Meningitis is an infection of the protective membranes covering the brain and spinal cord. The condition can be caused by a viral, fungal or bacterial infection. Bacterial meningitis is caused by a number of different types of bacteria, many of which are commonly found in the environment and even with people without causing the host harm.
Bacterial meningitis is usually severe and while most people recover, it can cause serious complications, such as brain damage, hearing loss or learning disabilities. In the United States, approximately 500 deaths occur each year due to the condition.
There are several types of bacteria that cause bacterial meningitis. In the United States the leading causes include: Haemophilus influenzae (most often caused by type b, Hib), Streptococcus pneumoniae, group B Streptococcus, Listeria monocytogenes, Escherichia coli and Neisseria meningitidis.

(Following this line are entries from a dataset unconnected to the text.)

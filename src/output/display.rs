//! Colored printing for the simple line mode

use super::formatters::{
    LOSE_BANNER, TITLE_BANNER, WIN_BANNER, create_progress_bar, gallows, spaced,
};
use crate::core::GuessOutcome;
use crate::game::{GameSession, MAX_STAGE};
use colored::Colorize;
use rand::Rng;
use std::io::{self, Write};

/// Print the title banner and the controls
///
/// # Errors
///
/// Returns an error if writing to `out` fails.
pub fn print_title<W: Write>(out: &mut W) -> io::Result<()> {
    writeln!(out)?;
    for line in TITLE_BANNER {
        writeln!(out, "  {}", line.yellow())?;
    }
    writeln!(out)?;
    writeln!(
        out,
        "Type letters and press Enter to guess. Commands: {} new game, {} quit.",
        ":new".bright_cyan(),
        ":quit".bright_cyan()
    )?;
    writeln!(out)
}

/// Print the current round: statistics, gallows, hidden string and mistakes
///
/// # Errors
///
/// Returns an error if writing to `out` fails.
pub fn print_round<R: Rng, W: Write>(out: &mut W, session: &GameSession<R>) -> io::Result<()> {
    let store = session.store();
    writeln!(out, "{}", "─".repeat(60).cyan())?;
    writeln!(
        out,
        "Score: {}   Expressions: {}   Characters: {}",
        session.score().to_string().bright_yellow().bold(),
        store.active_expressions(),
        store.active_chars()
    )?;
    writeln!(out, "{}", "─".repeat(60).cyan())?;

    for line in gallows(session.stage()) {
        writeln!(out, "{}", line.yellow())?;
    }

    writeln!(
        out,
        "\n  Stage:    [{}] {}/{MAX_STAGE}",
        create_progress_bar(usize::from(session.stage()), usize::from(MAX_STAGE), 12).red(),
        session.stage()
    )?;
    if let Some(hidden) = session.hidden() {
        writeln!(
            out,
            "  Puzzle:   {}",
            spaced(&hidden.to_string()).bright_white().bold()
        )?;
    }
    if let Some(mistakes) = session.mistakes() {
        writeln!(out, "  Mistakes: {}", mistakes.to_string().red())?;
    }
    writeln!(out)
}

/// Print a one-line note about a guess
///
/// # Errors
///
/// Returns an error if writing to `out` fails.
pub fn print_outcome<W: Write>(
    out: &mut W,
    guess: char,
    outcome: GuessOutcome,
) -> io::Result<()> {
    let upper = guess.to_uppercase();
    let note = match outcome {
        GuessOutcome::Hit => format!("✓ {upper} is in the puzzle").green(),
        GuessOutcome::Miss => format!("✗ No {upper} here").red(),
        GuessOutcome::Repeat => format!("· {upper} already tried").bright_black(),
    };
    writeln!(out, "{note}")
}

/// Print the end-of-round banner
///
/// # Errors
///
/// Returns an error if writing to `out` fails.
pub fn print_round_over<R: Rng, W: Write>(
    out: &mut W,
    session: &GameSession<R>,
    won: bool,
) -> io::Result<()> {
    writeln!(out)?;
    if won {
        for line in WIN_BANNER {
            writeln!(out, "  {}", line.bright_green().bold())?;
        }
    } else {
        for line in LOSE_BANNER {
            writeln!(out, "  {}", line.red().bold())?;
        }
        if let Some(expression) = session.expression() {
            writeln!(
                out,
                "\n  The answer was: {}",
                expression.revealed().bright_white().bold()
            )?;
        }
    }
    writeln!(
        out,
        "\n  Score: {}",
        session.score().to_string().bright_yellow().bold()
    )?;
    writeln!(out)
}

Some of these bacteria can be contagious and be spread to other people. This usually happens when there is close or long contact with a sick person or due to direct contact with a sick person's oral secretions. Unlike most causes of bacterial meningitis, you can get Listeria monocytogenes by eating contaminated food.
There are also factors that can increase one's risk of developing bacterial meningitis. They include:
• Age: Infants are at higher risk for bacterial meningitis than people in other age groups. However, people of any age are at risk.
• Community Settings: Infectious diseases tend to spread more quickly where larger groups of people gather together.
• Medical Conditions: There are certain diseases, medications and surgical procedures that may weaken the immune system or increase the risk of meningitis.
• Travel: Travelers to the certain regions of the globe may be at higher risk of developing the condition.
Bacterial meningitis can usually be treated effectively with antibiotics with early treatment.